• _Instructions to follow_
Pick out each line in these entries that contains the string "args".

*** Opening of Task inputs ***

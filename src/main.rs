use std::path::PathBuf;

fn main() {
    let opts = match parse_args(std::env::args().skip(1)) {
        Ok(Some(opts)) => opts,
        Ok(None) => return,
        Err(msg) => {
            eprintln!("error: {msg}");
            std::process::exit(2);
        }
    };

    if let Err(err) = gifreel::run(opts) {
        eprintln!("error: {err:?}");
        std::process::exit(1);
    }
}

fn parse_args(args: impl Iterator<Item = String>) -> Result<Option<gifreel::app::RunOptions>, String> {
    let mut opts = gifreel::app::RunOptions::default();
    let mut args = args;
    while let Some(arg) = args.next() {
        match arg.as_str() {
            "--version" | "-V" => {
                println!("gifreel {}", gifreel::VERSION);
                return Ok(None);
            }
            "--help" | "-h" => {
                println!(
                    "gifreel - Scroll animated media from Reddit listings.\n\nUsage: gifreel [OPTIONS] [COLLECTION]\n\n  --config <path>      Read configuration from <path>\n  --version, -V        Show version and exit\n  --help,    -h        Show this help message\n\n{}",
                    gifreel::app::COMMAND_HELP
                );
                return Ok(None);
            }
            "--config" | "-c" => {
                let path = args.next().ok_or("--config requires a path")?;
                opts.config_file = Some(PathBuf::from(path));
            }
            flag if flag.starts_with('-') => return Err(format!("unknown option {flag}")),
            collection => opts.collection = Some(collection.to_string()),
        }
    }
    Ok(Some(opts))
}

*** Close of Task inputs ***

• _Task output_
    let opts = match parse_args(std::env::args().skip(1)) {
fn parse_args(args: impl Iterator<Item = String>) -> Result<Option<gifreel::app::RunOptions>, String> {
    let mut args = args;
    while let Some(arg) = args.next() {
                let path = args.next().ok_or("--config requires a path")?;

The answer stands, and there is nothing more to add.